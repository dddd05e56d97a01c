//! Text layer descriptors and the copy-on-write layer store.

use serde::{Deserialize, Serialize};

/// Smallest allowed font size in source pixels.
pub const MIN_FONT_SIZE: f32 = 10.0;
/// Largest allowed font size in source pixels.
pub const MAX_FONT_SIZE: f32 = 500.0;

const DEFAULT_TEXT: &str = "New Text";
const DEFAULT_FONT_SIZE: f32 = 80.0;

/// The closed set of font families a layer may use. Resolution to an
/// actual font face happens at the rendering boundary only.
#[derive(Debug, Clone, Copy, PartialEq, Eq, Default, Serialize, Deserialize)]
pub enum FontFamily {
    #[default]
    Default,
    Serif,
    Sans,
    Mono,
    Cursive,
}

impl FontFamily {
    /// Every family in the order a style panel shows them.
    pub const ALL: [FontFamily; 5] = [
        FontFamily::Default,
        FontFamily::Serif,
        FontFamily::Sans,
        FontFamily::Mono,
        FontFamily::Cursive,
    ];
}

/// A floating text overlay.
///
/// `x`/`y` are the layer's anchor in source-bitmap pixel coordinates; the
/// glyph run is centered on that point at render time. Rotation is in
/// degrees, normalized to [0, 360).
#[derive(Debug, Clone, PartialEq, Serialize, Deserialize)]
pub struct TextLayer {
    pub id: u64,
    pub text: String,
    pub x: f32,
    pub y: f32,
    pub font_size: f32,
    /// RGBA fill color.
    pub color: [u8; 4],
    pub rotation: f32,
    pub scale: f32,
    pub alpha: f32,
    pub font_family: FontFamily,
}

impl TextLayer {
    /// New layer with default style, anchored at `(x, y)`.
    pub fn new(id: u64, x: f32, y: f32) -> Self {
        Self {
            id,
            text: DEFAULT_TEXT.to_string(),
            x,
            y,
            font_size: DEFAULT_FONT_SIZE,
            color: [255, 255, 255, 255],
            rotation: 0.0,
            scale: 1.0,
            alpha: 1.0,
            font_family: FontFamily::Default,
        }
    }

    /// Return a copy with the edit applied, clamping as needed.
    pub fn edited(&self, edit: LayerEdit) -> Self {
        let mut layer = self.clone();
        match edit {
            LayerEdit::SetText(text) => layer.text = text,
            LayerEdit::SetPosition { x, y } => {
                layer.x = x;
                layer.y = y;
            }
            LayerEdit::TranslateBy { dx, dy } => {
                layer.x += dx;
                layer.y += dy;
            }
            LayerEdit::SetFontSize(size) => {
                layer.font_size = size.clamp(MIN_FONT_SIZE, MAX_FONT_SIZE);
            }
            LayerEdit::ScaleFontBy(zoom) => {
                layer.font_size = (layer.font_size * zoom).clamp(MIN_FONT_SIZE, MAX_FONT_SIZE);
            }
            LayerEdit::SetColor(color) => layer.color = color,
            LayerEdit::SetRotation(degrees) => {
                layer.rotation = normalize_degrees(degrees);
            }
            LayerEdit::RotateBy(delta) => {
                layer.rotation = normalize_degrees(layer.rotation + delta);
            }
            LayerEdit::SetAlpha(alpha) => layer.alpha = alpha.clamp(0.0, 1.0),
            LayerEdit::SetFontFamily(family) => layer.font_family = family,
        }
        layer
    }
}

/// Named mutation intents applied through [`TextLayerSet::update`].
#[derive(Debug, Clone, PartialEq, Serialize, Deserialize)]
pub enum LayerEdit {
    SetText(String),
    SetPosition { x: f32, y: f32 },
    TranslateBy { dx: f32, dy: f32 },
    SetFontSize(f32),
    ScaleFontBy(f32),
    SetColor([u8; 4]),
    SetRotation(f32),
    RotateBy(f32),
    SetAlpha(f32),
    SetFontFamily(FontFamily),
}

fn normalize_degrees(degrees: f32) -> f32 {
    (degrees % 360.0 + 360.0) % 360.0
}

/// Ordered, copy-on-write collection of text layers.
///
/// Render order equals insertion order; the first layer added is drawn
/// first and later layers composite on top. Ids are assigned
/// monotonically and never reused within a set.
#[derive(Debug, Clone, Default, Serialize, Deserialize)]
pub struct TextLayerSet {
    layers: Vec<TextLayer>,
    next_id: u64,
    selected: Option<u64>,
}

impl TextLayerSet {
    pub fn new() -> Self {
        Self::default()
    }

    /// Create a layer anchored at `(x, y)`, append it, select it, and
    /// return its id.
    pub fn add(&mut self, x: f32, y: f32) -> u64 {
        let id = self.next_id;
        self.next_id += 1;
        self.layers.push(TextLayer::new(id, x, y));
        self.selected = Some(id);
        id
    }

    /// Apply an edit to the layer with the given id by copy-replace.
    /// Unknown ids are a silent no-op; the UI may race a delete against
    /// an in-flight update.
    pub fn update(&mut self, id: u64, edit: LayerEdit) {
        if let Some(slot) = self.layers.iter_mut().find(|l| l.id == id) {
            *slot = slot.edited(edit);
        }
    }

    /// Remove the layer with the given id. Unknown ids are a silent
    /// no-op. A removed selection is cleared.
    pub fn remove(&mut self, id: u64) {
        self.layers.retain(|l| l.id != id);
        if self.selected == Some(id) {
            self.selected = None;
        }
    }

    /// Drop every layer and the selection.
    pub fn clear(&mut self) {
        self.layers.clear();
        self.selected = None;
    }

    /// Select a layer, or pass `None` to deselect. Selecting an unknown
    /// id clears the selection.
    pub fn select(&mut self, id: Option<u64>) {
        self.selected = id.filter(|id| self.layers.iter().any(|l| l.id == *id));
    }

    pub fn selected_id(&self) -> Option<u64> {
        self.selected
    }

    pub fn selected(&self) -> Option<&TextLayer> {
        self.selected.and_then(|id| self.get(id))
    }

    pub fn get(&self, id: u64) -> Option<&TextLayer> {
        self.layers.iter().find(|l| l.id == id)
    }

    /// Layers in render order.
    pub fn iter(&self) -> impl Iterator<Item = &TextLayer> {
        self.layers.iter()
    }

    pub fn len(&self) -> usize {
        self.layers.len()
    }

    pub fn is_empty(&self) -> bool {
        self.layers.is_empty()
    }
}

| Exercise goal |
Retype every record above exactly as written.

| Finished exercise |
repository dddd05e56d97a01c
//! Text layer descriptors and the copy-on-write layer store.

use serde::{Deserialize, Serialize};

/// Smallest allowed font size in source pixels.
pub const MIN_FONT_SIZE: f32 = 10.0;
/// Largest allowed font size in source pixels.
pub const MAX_FONT_SIZE: f32 = 500.0;

const DEFAULT_TEXT: &str = "New Text";
const DEFAULT_FONT_SIZE: f32 = 80.0;

/// The closed set of font families a layer may use. Resolution to an
/// actual font face happens at the rendering boundary only.
#[derive(Debug, Clone, Copy, PartialEq, Eq, Default, Serialize, Deserialize)]
pub enum FontFamily {
    #[default]
    Default,
    Serif,
    Sans,
    Mono,
    Cursive,
}

impl FontFamily {
    /// Every family in the order a style panel shows them.
    pub const ALL: [FontFamily; 5] = [
        FontFamily::Default,
        FontFamily::Serif,
        FontFamily::Sans,
        FontFamily::Mono,
        FontFamily::Cursive,
    ];
}

/// A floating text overlay.
///
/// `x`/`y` are the layer's anchor in source-bitmap pixel coordinates; the
/// glyph run is centered on that point at render time. Rotation is in
/// degrees, normalized to [0, 360).
#[derive(Debug, Clone, PartialEq, Serialize, Deserialize)]
pub struct TextLayer {
    pub id: u64,
    pub text: String,
    pub x: f32,
    pub y: f32,
    pub font_size: f32,
    /// RGBA fill color.
    pub color: [u8; 4],
    pub rotation: f32,
    pub scale: f32,
    pub alpha: f32,
    pub font_family: FontFamily,
}

impl TextLayer {
    /// New layer with default style, anchored at `(x, y)`.
    pub fn new(id: u64, x: f32, y: f32) -> Self {
        Self {
            id,
            text: DEFAULT_TEXT.to_string(),
            x,
            y,
            font_size: DEFAULT_FONT_SIZE,
            color: [255, 255, 255, 255],
            rotation: 0.0,
            scale: 1.0,
            alpha: 1.0,
            font_family: FontFamily::Default,
        }
    }

    /// Return a copy with the edit applied, clamping as needed.
    pub fn edited(&self, edit: LayerEdit) -> Self {
        let mut layer = self.clone();
        match edit {
            LayerEdit::SetText(text) => layer.text = text,
            LayerEdit::SetPosition { x, y } => {
                layer.x = x;
                layer.y = y;
            }
            LayerEdit::TranslateBy { dx, dy } => {
                layer.x += dx;
                layer.y += dy;
            }
            LayerEdit::SetFontSize(size) => {
                layer.font_size = size.clamp(MIN_FONT_SIZE, MAX_FONT_SIZE);
            }
            LayerEdit::ScaleFontBy(zoom) => {
                layer.font_size = (layer.font_size * zoom).clamp(MIN_FONT_SIZE, MAX_FONT_SIZE);
            }
            LayerEdit::SetColor(color) => layer.color = color,
            LayerEdit::SetRotation(degrees) => {
                layer.rotation = normalize_degrees(degrees);
            }
            LayerEdit::RotateBy(delta) => {
                layer.rotation = normalize_degrees(layer.rotation + delta);
            }
            LayerEdit::SetAlpha(alpha) => layer.alpha = alpha.clamp(0.0, 1.0),
            LayerEdit::SetFontFamily(family) => layer.font_family = family,
        }
        layer
    }
}

/// Named mutation intents applied through [`TextLayerSet::update`].
#[derive(Debug, Clone, PartialEq, Serialize, Deserialize)]
pub enum LayerEdit {
    SetText(String),
    SetPosition { x: f32, y: f32 },
    TranslateBy { dx: f32, dy: f32 },
    SetFontSize(f32),
    ScaleFontBy(f32),
    SetColor([u8; 4]),
    SetRotation(f32),
    RotateBy(f32),
    SetAlpha(f32),
    SetFontFamily(FontFamily),
}

fn normalize_degrees(degrees: f32) -> f32 {
    (degrees % 360.0 + 360.0) % 360.0
}

/// Ordered, copy-on-write collection of text layers.
///
/// Render order equals insertion order; the first layer added is drawn
/// first and later layers composite on top. Ids are assigned
/// monotonically and never reused within a set.
#[derive(Debug, Clone, Default, Serialize, Deserialize)]
pub struct TextLayerSet {
    layers: Vec<TextLayer>,
    next_id: u64,
    selected: Option<u64>,
}

impl TextLayerSet {
    pub fn new() -> Self {
        Self::default()
    }

    /// Create a layer anchored at `(x, y)`, append it, select it, and
    /// return its id.
    pub fn add(&mut self, x: f32, y: f32) -> u64 {
        let id = self.next_id;
        self.next_id += 1;
        self.layers.push(TextLayer::new(id, x, y));
        self.selected = Some(id);
        id
    }

    /// Apply an edit to the layer with the given id by copy-replace.
    /// Unknown ids are a silent no-op; the UI may race a delete against
    /// an in-flight update.
    pub fn update(&mut self, id: u64, edit: LayerEdit) {
        if let Some(slot) = self.layers.iter_mut().find(|l| l.id == id) {
            *slot = slot.edited(edit);
        }
    }

    /// Remove the layer with the given id. Unknown ids are a silent
    /// no-op. A removed selection is cleared.
    pub fn remove(&mut self, id: u64) {
        self.layers.retain(|l| l.id != id);
        if self.selected == Some(id) {
            self.selected = None;
        }
    }

    /// Drop every layer and the selection.
    pub fn clear(&mut self) {
        self.layers.clear();
        self.selected = None;
    }

    /// Select a layer, or pass `None` to deselect. Selecting an unknown
    /// id clears the selection.
    pub fn select(&mut self, id: Option<u64>) {
        self.selected = id.filter(|id| self.layers.iter().any(|l| l.id == *id));
    }

    pub fn selected_id(&self) -> Option<u64> {
        self.selected
    }

    pub fn selected(&self) -> Option<&TextLayer> {
        self.selected.and_then(|id| self.get(id))
    }

    pub fn get(&self, id: u64) -> Option<&TextLayer> {
        self.layers.iter().find(|l| l.id == id)
    }

    /// Layers in render order.
    pub fn iter(&self) -> impl Iterator<Item = &TextLayer> {
        self.layers.iter()
    }

    pub fn len(&self) -> usize {
        self.layers.len()
    }

    pub fn is_empty(&self) -> bool {
        self.layers.is_empty()
    }
}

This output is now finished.